And yet I have been to a place beyond place where all such considerations were irrelevant. As I arrived there contra all conventional logic, in defiance of anything that might be called human morality, beyond the timebound realm of the universal egg itself, beyond, in short, anything called law, so has my passage through it all but convinced me that, against all rational expectation, there is a way to return.

So perhaps more than a testament to some theoretical posterity or an exercise in self-justification, this coding of my tale onto word crystal has been a ritual purification for what is to come. By admitting all and in the end perhaps justifying nothing, I bring myself to the present with the ruthless clarity with which Dominique Alia Wu sought and achieved her apotheosis. By so doing, I free myself to act with the same ultimate dedication to my only remaining purpose.

And perhaps tambien to make my peace with She Who Has Gone Before.

Even to the end of our congress on this plane of maya, the heart of Dominique Alia Wu remained a mystery; indeed, as men customarily use this word as metaphor for the human tenderness of the spirit, the question is whether she had such a thing at all. And whether such to me remains.

Certainement, in that first and only temporally mutual act of what men call love, our spirits touched, and merged, and stood revealed in the searing white light of our shared moment of ecstatic nonbeing.

But undeniable too was the truth she spoke that even this was but a shadow of the Great and Only desire we now both so completely sought.

No higher union of spirit may man and woman through flesh and destiny attain, but if amour humaine can be nothing more, mayhap it must be something less. For in truth does not such sentiment require a dedication absolute to a kindred being, and not to a shared vision of that which lies beyond the very realm of thought and form?

But the being of which we had become kindred avatars knows no purpose other than its own, and in the end we each in our own way served it above any mere heart's desire.

Was I animated by the tender afterglow of love as I made my way to the bridge for our last Jump? Had I then already fully surrendered to the destiny that we shared?

Quien sabe? In memory's eye, I had fallen into a black and perfect sleep after Dominique slipped out my door, so that upon being awakened by the annunciator from this time-slipping state, she seemed to have faded into a dream but a moment before.

Argus' voice blared at me through the speaker. She and Mori had long since activated the bridge machineries, the Jump was scheduled within the hour, the Pilot was already in her module. Where was the Captain of the Dragon Zephyr, or was he ready to give over his command?

"I'm on my way to the bridge now, and I'm still in command of this ship, Interface!" I snarled in angry confusion.

And so I woke into a frenzy of bustle and tension as I drew on my clothes sans grooming or ablution and stormed like a juggernaut of purpose through the terror-ridden corridors of the ship.
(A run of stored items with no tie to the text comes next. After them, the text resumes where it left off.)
//! The wire-level message shapes exchanged over the fabric, and the reserved
//! topic conventions they travel on.
//!
//! Every payload is encoded with the fabric's canonical string-keyed,
//! camelCase JSON. The topic names are conventions only; no bytes on the
//! wire are special.

use crate::ErrorCode;
use serde::{Deserialize, Serialize};
use std::fmt::{Display, Formatter};
use weft_bus::Topic;

/// A payload shape with a stable logical name, used by the dispatcher to
/// route envelopes to handlers without decoding them.
pub trait WireMessage {
    /// The stable logical name recorded as the envelope's `message_type`.
    const MESSAGE_TYPE: &'static str;
}

/// Reserved topic conventions of the fabric.
pub mod topics {
    use super::*;

    /// Agent cards are announced (and deregistered) here.
    pub const DISCOVERY_ANNOUNCE: &str = "discovery.announce";
    /// Tool invocation requests.
    pub const TOOL_INVOKE: &str = "tool.invoke";
    /// Default tool result topic, used when a request carries no `reply_to`.
    pub const TOOL_RESULT: &str = "tool.result";
    /// Messages submitted on behalf of a user.
    pub const USER_MESSAGE: &str = "user.message";
    /// Replies correlated to user messages.
    pub const USER_RESPONSE: &str = "user.response";
    /// Conversation history requests.
    pub const USER_HISTORY_REQUEST: &str = "user.history.request";
    /// Out-of-band user feedback.
    pub const USER_FEEDBACK: &str = "user.feedback";
    /// Requests towards the LLM gateway.
    pub const LLM_REQUEST: &str = "llm.request";
    /// Replies from the LLM gateway.
    pub const LLM_RESPONSE: &str = "llm.response";
    /// Script execution requests.
    pub const SCRIPT_INVOKE: &str = "script.invoke";

    /// The task topic of the named agent (`agent.task.<name>`).
    pub fn agent_task(agent: &str) -> Result<Topic, weft_bus::TopicError> {
        Topic::parse(format!("agent.task.{}", agent))
    }

    /// The per-agent tool result topic (`tool.result.<agent>`).
    pub fn tool_result(agent: &str) -> Result<Topic, weft_bus::TopicError> {
        Topic::parse(format!("tool.result.{}", agent))
    }

    /// The per-agent script result topic (`script.result.<agent>`).
    pub fn script_result(agent: &str) -> Result<Topic, weft_bus::TopicError> {
        Topic::parse(format!("script.result.{}", agent))
    }

    /// The per-proxy history reply topic
    /// (`user.history.response.<proxy id>`).
    pub fn user_history_response(proxy_id: &str) -> Result<Topic, weft_bus::TopicError> {
        Topic::parse(format!("user.history.response.{}", proxy_id))
    }
}

/// A message submitted on behalf of a user, the request side of the
/// correlation proxy.
#[derive(Debug, Clone, PartialEq, Eq, Serialize, Deserialize)]
#[serde(rename_all = "camelCase")]
pub struct UserMessage {
    /// The textual content of the message.
    pub content: String,
    /// Optional name of the agent this message is directed at; carried as
    /// the envelope's routing hint.
    #[serde(default, skip_serializing_if = "Option::is_none")]
    pub target: Option<String>,
}

/// A reply correlated to a [`UserMessage`]. Replies with `is_final = false`
/// are streamed progress updates; exactly one final reply completes the
/// request.
#[derive(Debug, Clone, PartialEq, Eq, Serialize, Deserialize)]
#[serde(rename_all = "camelCase")]
pub struct UserResponse {
    /// The textual content of the reply.
    pub content: String,
    /// Whether this reply completes the request.
    pub is_final: bool,
}

/// A request for the conversation history visible to the serving agent.
#[derive(Debug, Clone, Default, PartialEq, Eq, Serialize, Deserialize)]
#[serde(rename_all = "camelCase")]
pub struct HistoryRequest {
    /// Optional session scope; absent means the current session.
    #[serde(default, skip_serializing_if = "Option::is_none")]
    pub session_id: Option<String>,
}

/// One entry of a conversation history.
#[derive(Debug, Clone, PartialEq, Eq, Serialize, Deserialize)]
#[serde(rename_all = "camelCase")]
pub struct HistoryEntry {
    /// Who authored the entry (e.g. `user`, `assistant`).
    pub role: String,
    /// The textual content of the entry.
    pub content: String,
}

/// The reply to a [`HistoryRequest`].
#[derive(Debug, Clone, Default, PartialEq, Eq, Serialize, Deserialize)]
#[serde(rename_all = "camelCase")]
pub struct HistoryResponse {
    /// The entries, oldest first.
    pub entries: Vec<HistoryEntry>,
}

/// A request to invoke a named tool.
#[derive(Debug, Clone, PartialEq, Eq, Serialize, Deserialize)]
#[serde(rename_all = "camelCase")]
pub struct ToolInvocation {
    /// Caller-chosen identifier echoed back in the reply.
    pub tool_call_id: String,
    /// The registered name of the tool to invoke.
    pub tool_name: String,
    /// Opaque JSON arguments, validated by the executor.
    #[serde(default, skip_serializing_if = "Option::is_none")]
    pub arguments: Option<serde_json::Value>,
    /// Optional session scope of the invocation.
    #[serde(default, skip_serializing_if = "Option::is_none")]
    pub session_id: Option<String>,
}

/// The successful reply to a [`ToolInvocation`].
#[derive(Debug, Clone, PartialEq, Eq, Serialize, Deserialize)]
#[serde(rename_all = "camelCase")]
pub struct ToolResult {
    /// The identifier from the invocation.
    pub tool_call_id: String,
    /// The name of the invoked tool.
    pub tool_name: String,
    /// The textual output of the tool, if any.
    #[serde(default, skip_serializing_if = "Option::is_none")]
    pub content: Option<String>,
    /// Always `false` on this shape; failures travel as [`ToolErrorReply`].
    pub is_error: bool,
}

/// The classified failure reply to a [`ToolInvocation`].
#[derive(Debug, Clone, PartialEq, Eq, Serialize, Deserialize)]
#[serde(rename_all = "camelCase")]
pub struct ToolErrorReply {
    /// The identifier from the invocation.
    pub tool_call_id: String,
    /// The name of the tool the invocation asked for.
    pub tool_name: String,
    /// The classified error code.
    pub code: ErrorCode,
    /// Human-readable description of the failure.
    pub message: String,
    /// Whether retrying the invocation may help.
    pub is_retryable: bool,
}

/// A generic classified error reply, used by invocation-style handlers that
/// have no richer error shape of their own.
#[derive(Debug, Clone, PartialEq, Eq, Serialize, Deserialize)]
#[serde(rename_all = "camelCase")]
pub struct ErrorReply {
    /// The classified error code.
    pub code: ErrorCode,
    /// Human-readable description of the failure.
    pub message: String,
    /// Whether retrying the request may help.
    pub is_retryable: bool,
}

/// A capability self-description, announced on
/// [`discovery.announce`](topics::DISCOVERY_ANNOUNCE) when an agent starts
/// and re-announced with `is_deregistering = true` on graceful stop.
///
/// The deregistration flag is authoritative: directories evict the card on
/// receipt and never infer liveness from message timing.
#[derive(Debug, Clone, PartialEq, Eq, Serialize, Deserialize)]
#[serde(rename_all = "camelCase")]
pub struct AgentCard {
    /// The unique agent name.
    pub name: String,
    /// Human-readable description of the agent.
    pub description: String,
    /// The agent version string.
    pub version: String,
    /// The skills this agent serves.
    #[serde(default)]
    pub skills: Vec<AgentSkill>,
    /// Whether this card announces departure rather than availability.
    #[serde(default)]
    pub is_deregistering: bool,
}

/// One advertised skill of an [`AgentCard`].
#[derive(Debug, Clone, PartialEq, Eq, Serialize, Deserialize)]
#[serde(rename_all = "camelCase")]
pub struct AgentSkill {
    /// The skill name, matched against task requests.
    pub name: String,
    /// Human-readable description of the skill.
    pub description: String,
}

/// The lifecycle state of an agent-to-agent task.
#[derive(Debug, Clone, Copy, PartialEq, Eq, Hash, Serialize, Deserialize)]
#[serde(rename_all = "lowercase")]
pub enum TaskState {
    /// The task has been received but not started.
    Submitted,
    /// The task is being worked on; progress may be streamed.
    Working,
    /// The task finished successfully.
    Completed,
    /// The task was cancelled before completion.
    Cancelled,
    /// The task failed.
    Failed,
}

impl TaskState {
    /// Reports whether this state terminates the task lifecycle.
    pub fn is_terminal(&self) -> bool {
        match self {
            TaskState::Submitted | TaskState::Working => false,
            TaskState::Completed | TaskState::Cancelled | TaskState::Failed => true,
        }
    }
}

impl Display for TaskState {
    fn fmt(&self, f: &mut Formatter<'_>) -> std::fmt::Result {
        let name = match self {
            TaskState::Submitted => "submitted",
            TaskState::Working => "working",
            TaskState::Completed => "completed",
            TaskState::Cancelled => "cancelled",
            TaskState::Failed => "failed",
        };

        f.write_str(name)
    }
}

/// A request to run a long-running task, published to
/// [`agent.task.<target>`](topics::agent_task) with a `reply_to`.
#[derive(Debug, Clone, PartialEq, Eq, Serialize, Deserialize)]
#[serde(rename_all = "camelCase")]
pub struct AgentTaskRequest {
    /// Submitter-chosen task identifier.
    pub task_id: String,
    /// Optional conversation context the task belongs to.
    #[serde(default, skip_serializing_if = "Option::is_none")]
    pub context_id: Option<String>,
    /// The skill asked for; must be advertised by the serving agent.
    pub skill: String,
    /// The task input.
    pub message: String,
}

/// A request to cancel a task previously submitted to the serving agent,
/// published on the same `agent.task.<target>` topic with a `reply_to`.
///
/// The worker answers with either an [`AgentTaskResult`] in the
/// [`Cancelled`](TaskState::Cancelled) state (cancellation accepted) or an
/// [`AgentTaskError`] carrying `task_not_found` or `task_not_cancelable`.
#[derive(Debug, Clone, PartialEq, Eq, Serialize, Deserialize)]
#[serde(rename_all = "camelCase")]
pub struct AgentTaskCancelRequest {
    /// The task to cancel.
    pub task_id: String,
}

/// A streamed status update for a task in flight.
#[derive(Debug, Clone, PartialEq, Eq, Serialize, Deserialize)]
#[serde(rename_all = "camelCase")]
pub struct AgentTaskStatusUpdate {
    /// The task this update belongs to.
    pub task_id: String,
    /// The state the task transitioned into.
    pub state: TaskState,
    /// Optional human-readable progress note.
    #[serde(default, skip_serializing_if = "Option::is_none")]
    pub message: Option<String>,
}

/// The terminal reply for a task.
#[derive(Debug, Clone, PartialEq, Eq, Serialize, Deserialize)]
#[serde(rename_all = "camelCase")]
pub struct AgentTaskResult {
    /// The task this result concludes.
    pub task_id: String,
    /// The terminal state: completed, cancelled, or failed.
    pub state: TaskState,
    /// The task output (or the reason for not completing).
    pub message: String,
}

/// The classified failure reply for a task that could not be run.
#[derive(Debug, Clone, PartialEq, Eq, Serialize, Deserialize)]
#[serde(rename_all = "camelCase")]
pub struct AgentTaskError {
    /// The task the failure refers to.
    pub task_id: String,
    /// The classified error code.
    pub code: ErrorCode,
    /// Human-readable description of the failure.
    pub message: String,
    /// Whether re-submitting the task may help.
    pub is_retryable: bool,
}

impl WireMessage for UserMessage {
    const MESSAGE_TYPE: &'static str = "user-message";
}

impl WireMessage for UserResponse {
    const MESSAGE_TYPE: &'static str = "user-response";
}

impl WireMessage for HistoryRequest {
    const MESSAGE_TYPE: &'static str = "history-request";
}

impl WireMessage for HistoryResponse {
    const MESSAGE_TYPE: &'static str = "history-response";
}

impl WireMessage for ToolInvocation {
    const MESSAGE_TYPE: &'static str = "tool-invocation";
}

impl WireMessage for ToolResult {
    const MESSAGE_TYPE: &'static str = "tool-result";
}

impl WireMessage for ToolErrorReply {
    const MESSAGE_TYPE: &'static str = "tool-error";
}

impl WireMessage for ErrorReply {
    const MESSAGE_TYPE: &'static str = "error";
}

impl WireMessage for AgentCard {
    const MESSAGE_TYPE: &'static str = "agent-card";
}

impl WireMessage for AgentTaskRequest {
    const MESSAGE_TYPE: &'static str = "agent-task-request";
}

impl WireMessage for AgentTaskCancelRequest {
    const MESSAGE_TYPE: &'static str = "agent-task-cancel";
}

impl WireMessage for AgentTaskStatusUpdate {
    const MESSAGE_TYPE: &'static str = "agent-task-status";
}

impl WireMessage for AgentTaskResult {
    const MESSAGE_TYPE: &'static str = "agent-task-result";
}

impl WireMessage for AgentTaskError {
    const MESSAGE_TYPE: &'static str = "agent-task-error";
}

#[cfg(test)]
mod tests {
    use super::*;
    use pretty_assertions::assert_eq;

    #[test]
    fn payloads_serialize_camel_cased() {
        // Given
        let invocation = ToolInvocation {
            tool_call_id: "t1".to_string(),
            tool_name: "search".to_string(),
            arguments: None,
            session_id: None,
        };

        // When
        let json = serde_json::to_string(&invocation).unwrap();

        // Then
        assert_eq!(json, r#"{"toolCallId":"t1","toolName":"search"}"#);
    }

    #[test]
    fn task_states_serialize_lowercase() {
        assert_eq!(
            serde_json::to_string(&TaskState::Working).unwrap(),
            r#""working""#,
        );
        assert_eq!(
            serde_json::from_str::<TaskState>(r#""cancelled""#).unwrap(),
            TaskState::Cancelled,
        );
    }

    #[test]
    fn terminal_states() {
        assert!(!TaskState::Submitted.is_terminal());
        assert!(!TaskState::Working.is_terminal());
        assert!(TaskState::Completed.is_terminal());
        assert!(TaskState::Cancelled.is_terminal());
        assert!(TaskState::Failed.is_terminal());
    }

    #[test]
    fn agent_card_tolerates_missing_deregistration_flag() {
        // Given: a card serialized by a peer that predates the flag
        let json = r#"{"name":"worker","description":"d","version":"1.0","skills":[]}"#;

        // When
        let card = serde_json::from_str::<AgentCard>(json).unwrap();

        // Then
        assert!(!card.is_deregistering);
    }

    #[test]
    fn dynamic_topics_compose() {
        assert_eq!(
            topics::agent_task("researcher").unwrap().as_str(),
            "agent.task.researcher",
        );
        assert_eq!(
            topics::user_history_response("p1").unwrap().as_str(),
            "user.history.response.p1",
        );
        assert!(topics::agent_task("bad name with spaces").is_ok()); // spaces are opaque to the topic model
        assert!(topics::agent_task("").is_err());
    }
}
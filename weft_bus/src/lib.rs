//! Broker-agnostic messaging abstraction for the Weft fabric: the immutable
//! message [`Envelope`], the dot-separated [`Topic`] model with `*`/`#`
//! wildcard matching, the [`Publish`]/[`Subscribe`] traits that every
//! transport implements, and an [`InProcessBus`] transport for tests and
//! single-process deployments.
#![deny(missing_docs)]
#![cfg_attr(test, deny(warnings))]

/// Exposes the topic model and the wildcard matcher.
mod topic;
pub use self::topic::{Topic, TopicError, TopicPattern};

/// Exposes the reserved header names and typed header helpers.
mod headers;
pub use self::headers::{
    ContentTrust, HEADER_ATTEMPT, HEADER_CONTENT_TRUST, HEADER_TIMEOUT_MS, HEADER_TOOL_PROVIDER,
    HEADER_TRACEPARENT, HEADER_TRACESTATE,
};

/// Exposes the message envelope and its canonical payload codec.
mod envelope;
pub use self::envelope::{CodecError, Envelope, EnvelopeBuilder, EnvelopeError};

/// Exposes W3C trace-context propagation.
mod trace;
pub use self::trace::TraceContext;

/// Exposes the per-delivery disposition contract.
mod result;
pub use self::result::MessageResult;

/// Exposes the handler seam for incoming deliveries.
mod handler;
pub use self::handler::{handler_fn, MessageHandler};

/// Exposes the transport-facing traits.
mod fabric;
pub use self::fabric::{Publish, PublishError, Subscribe, SubscribeError};

/// Exposes the subscription handle.
mod subscription;
pub use self::subscription::Subscription;

/// Exposes the in-process transport.
mod inproc;
pub use self::inproc::{InProcessBus, InProcessConfig};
Faces formed and dissolved like mist in my field of vision as I hurtled through the atmosphere like a bolide. The beauteous and fatuous Sar, cringing from sight of me. Lorenza, her eyes spitting sparks. Bocuse, companion of other voyages, regarding me with disgust. Twitterings and scamperings and raucous dismay as I charged through a cage of frightened parrots.

They passed through my sphere of perception, but in truth I saw them not. My vision was fixed at another point in time, in the ecstatic void of transcendent nonbeing, from whose heights I had seemingly just fallen into this vile quotidian realm.

Only briefly did another truly perceived being intrude, that being Maddhi Boddhi Clear, whose visage passed for a frozen moment across my trajectory, riveting my gaze for a timeless instant with sapient eyes that seemed to mirror Dominique's and my own. Therein did I read both an assent and a plea, the longing touch of a brother spirit upon my own, a beseeching camaraderie calling to me to do what must be done, a final moment of vrai connection humaine before I passed on.

In such a state did I arrive on the bridge, bursting in with a clatter of footfalls that snapped Argus' and Mori's heads around to gape at the arrival of the madman on the bridge.

"What are you staring at?" I said sharply, planting myself in the Captain's chaise without further ado.

What were they staring at indeed? In the eyes of my crew, I saw the reflection of my own distracted apparition: touseled hair and stubbly beard, tunic donned in rumpled haste, eyes that these two intrepid farers of the starways dare not meet.

"See to your duties," I ordered. "I'm still Captain of this ship!"

"By whose command?" Argus snapped. "By the will of your Pilot and lover!"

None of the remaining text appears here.